Le Ciocie

Le Ciocie
Ciociaria, il nome di questa terra senza limiti geografici ben definiti è strettamente legato alle calzature laziali dette “ciocie”, un chiaro esempio dell’antichità dell’artigianato locale. Tradizionale calzare usato dai pastori è stato forse il primissimo prodotto dell’artigianato ciociaro. Primissimo e, oggi, simbolico. Arpino è il paese che ancora oggi le produce artigianalmente, motivato dal “Gonfalone” che ogni anno, in agosto, le vuole calzate per la sfilata in costume ciociaro.

E’ lì che il popolo porta le “ciocie”, una semplicissima calzatura che ha dato al paese il suo nome. Da Anagni in giù vidi in uso questi speciali sandali, non si poteva ideare un sistema più primitivo e al tempo stesso più comodo, almeno io l’ho invidiato sinceramente ai ciociari: la ciocia si fabbrica con un pezzo quadrato di pelle di asino o di cavallo, nei buchi viene infilato uno spago che avvolge il piede in modo che il sandalo si assottiglia verso la punta e termina con una curva; la gamba viene avvolta fino al ginocchio con tela grigia e ruvida, legata con molti spaghi di corda o di filo, così il ciociaro si muove liberamente nel campo ove la terra o sulle rocce badando alle pecore e alle capre, avvolto in un mantello o giacca di pelo grigia e corta, sempre con la sua zampogna”
(Gregorovius)

Le ciocie erano il calzare tipico del Basso Lazio, diffuso anche in molte regioni dell’Italia centrale e meridionale che, fin dal Settecento, diedero il nome ad una parte del suo territorio (Ciociaria) e ai suoi abitanti.

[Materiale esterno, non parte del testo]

//! SwingDesk core: the swing-trading rules engine.
//!
//! - Regime classifier (benchmark vs. MA200, stability, dual benchmark)
//! - Dual-quality scorer (BQS / FWS / NCS)
//! - Scan pipeline (filters, classification, ranking, guards)
//! - Risk gate engine (six gates, cap schedule, budget, pyramiding, re-entry)
//! - Position sizer (risk-based, value cap, correlation scalar)
//! - Stop manager (protection ladder, trailing, monotonic write boundary)
//!
//! Pure computation: no I/O, no retries. Callers supply snapshots, positions
//! and account state; results are plain serde values.

pub mod config;
pub mod domain;
pub mod error;
pub mod fingerprint;
pub mod indicators;
pub mod regime;
pub mod risk;
pub mod scan;
pub mod scoring;
pub mod sizing;
pub mod stops;
pub mod technicals;

pub use config::EngineConfig;
pub use error::EngineError;

#[cfg(test)]
mod tests {
    use super::*;

    /// Compile-time check: engine inputs, outputs and configs can cross
    /// threads, so callers can fan out scans and reviews.
    #[allow(dead_code)]
    fn assert_send_sync() {
        fn require_send<T: Send>() {}
        fn require_sync<T: Sync>() {}

        // Domain types
        require_send::<domain::InstrumentSnapshot>();
        require_sync::<domain::InstrumentSnapshot>();
        require_send::<domain::OpenPosition>();
        require_sync::<domain::OpenPosition>();
        require_send::<domain::Account>();
        require_sync::<domain::Account>();
        require_send::<domain::Bar>();
        require_sync::<domain::Bar>();

        // Component entry points
        require_send::<regime::RegimeClassifier>();
        require_sync::<regime::RegimeClassifier>();
        require_send::<stops::StopManager>();
        require_sync::<stops::StopManager>();
        require_send::<stops::StopLedger>();
        require_sync::<stops::StopLedger>();
        require_send::<sizing::CorrelationMatrix>();
        require_sync::<sizing::CorrelationMatrix>();

        // Results
        require_send::<scan::ScanReport>();
        require_sync::<scan::ScanReport>();
        require_send::<scoring::DualScore>();
        require_sync::<scoring::DualScore>();
        require_send::<risk::RiskBudget>();
        require_sync::<risk::RiskBudget>();
        require_send::<stops::StopReview>();
        require_sync::<stops::StopReview>();
        require_send::<EngineError>();
        require_sync::<EngineError>();

        // Config
        require_send::<EngineConfig>();
        require_sync::<EngineConfig>();
    }

    /// Scoring never sees the book: it takes a snapshot and configuration only.
    #[test]
    fn scorer_has_no_portfolio_parameter() {
        fn _check(snap: &domain::InstrumentSnapshot, cfg: &EngineConfig) -> scoring::DualScore {
            scoring::score(snap, &cfg.scoring, cfg.risk.cluster_cap)
        }
    }
}
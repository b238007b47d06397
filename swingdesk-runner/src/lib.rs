//! SwingDesk Runner: caller-side orchestration around `swingdesk-core`.
//!
//! This crate provides:
//! - `DeskConfig`, loaded from TOML, with a content hash
//! - The `SnapshotSource` seam and a read-through TTL cache with an injected clock
//! - Rayon fan-out snapshot collection with default substitution on failure
//! - CSV/JSON/TOML loading of universe, positions, account, exits and market data
//! - Scan, stop review and risk budget runs

pub mod cache;
pub mod collect;
pub mod config;
pub mod loader;
pub mod runner;
pub mod source;

pub use cache::{CacheStats, Clock, DeskSource, ManualClock, ReadThroughCache, SystemClock};
pub use collect::{collect_universe, stamp_regime, Collection};
pub use config::{BenchmarkConfig, CollectionConfig, ConfigError, ConfigHash, DeskConfig};
pub use loader::{
    load_account, load_bars, load_correlations, load_exits, load_positions, load_snapshots,
    load_universe, write_positions, LoadError,
};
pub use runner::{
    apply_reviews, assess_regime, contexts_from_bars, contexts_from_snapshots, review_stops,
    risk_budget, run_scan, DeskInputs, DeskScan, RegimeAssessment,
};
pub use source::{BarHistorySource, SnapshotSource, SourceError, StaticSource};
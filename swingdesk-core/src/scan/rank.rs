//! Rank score. Orders candidates; never gates them.

use serde::{Deserialize, Serialize};
use std::cmp::Ordering;

use super::classify::CandidateStatus;
use crate::domain::InstrumentSnapshot;

#[derive(Debug, Clone, PartialEq, Serialize, Deserialize)]
#[serde(default)]
pub struct RankWeights {
    /// Multiplied by the sleeve preference (STOCK_CORE 3 … HEDGE 0).
    pub sleeve: f64,
    pub ready: f64,
    pub wait_pullback: f64,
    pub watch: f64,
    pub far: f64,
    pub adx: f64,
    pub adx_cap: f64,
    pub volume: f64,
    pub volume_cap: f64,
    pub efficiency: f64,
    pub relative_strength: f64,
}

impl Default for RankWeights {
    fn default() -> Self {
        Self {
            sleeve: 10.0,
            ready: 30.0,
            wait_pullback: 15.0,
            watch: 10.0,
            far: 0.0,
            adx: 0.5,
            adx_cap: 50.0,
            volume: 5.0,
            volume_cap: 3.0,
            efficiency: 0.2,
            relative_strength: 20.0,
        }
    }
}

fn finite_or_zero(v: f64) -> f64 {
    if v.is_finite() {
        v
    } else {
        0.0
    }
}

pub fn rank_score(snap: &InstrumentSnapshot, status: CandidateStatus, w: &RankWeights) -> f64 {
    let status_bonus = match status {
        CandidateStatus::Ready => w.ready,
        CandidateStatus::WaitPullback => w.wait_pullback,
        CandidateStatus::Watch => w.watch,
        CandidateStatus::Far => w.far,
    };
    w.sleeve * f64::from(snap.sleeve.preference())
        + status_bonus
        + w.adx * finite_or_zero(snap.adx).min(w.adx_cap)
        + w.volume * finite_or_zero(snap.vol_ratio).min(w.volume_cap)
        + w.efficiency * finite_or_zero(snap.efficiency)
        + w.relative_strength * snap.relative_strength.map_or(0.0, |rs| finite_or_zero(rs.clamp(-1.0, 1.0)))
}

/// Descending score, then ascending symbol.
pub fn rank_order(a: (f64, &str), b: (f64, &str)) -> Ordering {
    b.0.total_cmp(&a.0).then_with(|| a.1.cmp(b.1))
}
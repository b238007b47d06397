//! Indicator primitives over daily bars and close series.
//!
//! Every function returns a series the same length as its input, with `NaN`
//! during warmup and wherever an input window contains `NaN`. No value at
//! index t depends on data after t.
//!
//! `atr` is the single ATR implementation: the technicals builder, the ADX
//! computation, and the trailing-stop path all go through it.

pub mod adx;
pub mod atr;
pub mod channel;
pub mod efficiency;
pub mod moving_average;

pub use adx::{directional, Directional};
pub use atr::{atr, latest_atr, true_range, wilder_smooth};
pub use channel::{rolling_max, rolling_min};
pub use efficiency::efficiency_ratio;
pub use moving_average::{ema, sma};

/// Last finite value of a series.
pub fn last_finite(series: &[f64]) -> Option<f64> {
    series.last().copied().filter(|v| v.is_finite())
}

/// Close prices of a bar slice.
pub fn closes(bars: &[crate::domain::Bar]) -> Vec<f64> {
    bars.iter().map(|b| b.close).collect()
}

/// Create synthetic bars from close prices for testing.
///
/// open = prev_close (or close for the first bar),
/// high = max(open,close) + 1.0, low = min(open,close) - 1.0, volume = 1000.
#[cfg(test)]
pub fn make_bars(closes: &[f64]) -> Vec<crate::domain::Bar> {
    use crate::domain::Bar;
    let base_date = chrono::NaiveDate::from_ymd_opt(2024, 1, 2).unwrap();
    closes
        .iter()
        .enumerate()
        .map(|(i, &close)| {
            let open = if i == 0 { close } else { closes[i - 1] };
            Bar {
                symbol: "TEST".to_string(),
                date: base_date + chrono::Duration::days(i as i64),
                open,
                high: open.max(close) + 1.0,
                low: open.min(close) - 1.0,
                close,
                volume: 1000,
            }
        })
        .collect()
}

#[cfg(test)]
pub fn assert_approx(actual: f64, expected: f64, epsilon: f64) {
    assert!(
        (actual - expected).abs() < epsilon,
        "assert_approx failed: actual={actual}, expected={expected}, diff={}, epsilon={epsilon}",
        (actual - expected).abs()
    );
}

#[cfg(test)]
pub const DEFAULT_EPSILON: f64 = 1e-10;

La loro origine è controversa e una colta tradizione, basata su un passo dell’Eneide, le riporta al popolo degli Ernici i cui centri maggiori furono Ferentino, Anagni, Alatri, Veroli e Frosinone.
 

Negli ultimi secoli sono state per eccellenza le calzature autocostruite più economiche; realizzabili con pelli bovine, ovine, suine, bufaline ed asinine, naturali o conciate, erano robuste e adatte per camminare su campi lavorati e su percorsi impervi, nonché resistenti a lavori usuranti, come la vangatura. Nella loro costruzione erano impiegate lesine o coltelli per il taglio del cuoio – che, non di rado, manteneva il caratteristico pelame – e la sgorbia (scalpello a lama per praticare fori pressochè rettangolari o ovali, uguali tra loro, per il passaggio delle stringhe).

Il calzare era dotato di un plantare di cuoio curvato a forma quasi di barchetta, in alcuni casi con una punta, più o meno accartocciata ed inarcata, legato da lunghe stringhe, anch’esse di cuoio ma flessibili, avvolgenti il polpaccio fino al ginocchio, con all’estremità due spaghi per un’agevole annodatura. In antico, al posto delle stringhe, si usavano spaghi, cordicelle o fettucce. Sotto il plantare erano inseriti, con chiodi o grappe artigianali, due rinforzi (taccuni) di cuoio sui quali si applicavano le bollette, chiodi molto corti e dalla testa ampia e bombata con funzione antiusura e antisdrucciolo. Dopo la seconda guerra mondiale il cuoio e’ stato sostituito da pezzi di copertone e di camera d’aria di pneumatici.

Corredavano le ciocie i calzettoni di lana, utili contro il freddo e il morso delle vipere, ricoperti da panni di canapa o di lino; i pastori, per difendere le gambe dai rovi e dall’acqua, indossavano il guardamacchia: una pelle di capra dal lungo pelame, posta sopra i calzoni e legata alla cintura e ai polpacci.

L’uso delle ciocie, noto anche in tutto il Regno delle Due Sicilie, nelle Marche, in Toscana e in Umbria, è durato nell’Italia centrale fino agli anni ’60 del XX sec.; ancora oggi, al di là delle manifestazioni folcloristiche, è documentata qualche loro presenza, tra i pastori dei Monti Lepini, dei Monti Ausoni e della Valle di Comino.

Fuori dall’Italia alcuni tipi di calzature, riconducibili alle ciocie sono, tuttora, in uso presso alcune popolazioni rurali decentrate dell’Albania, della Grecia, della Romania e della Russia.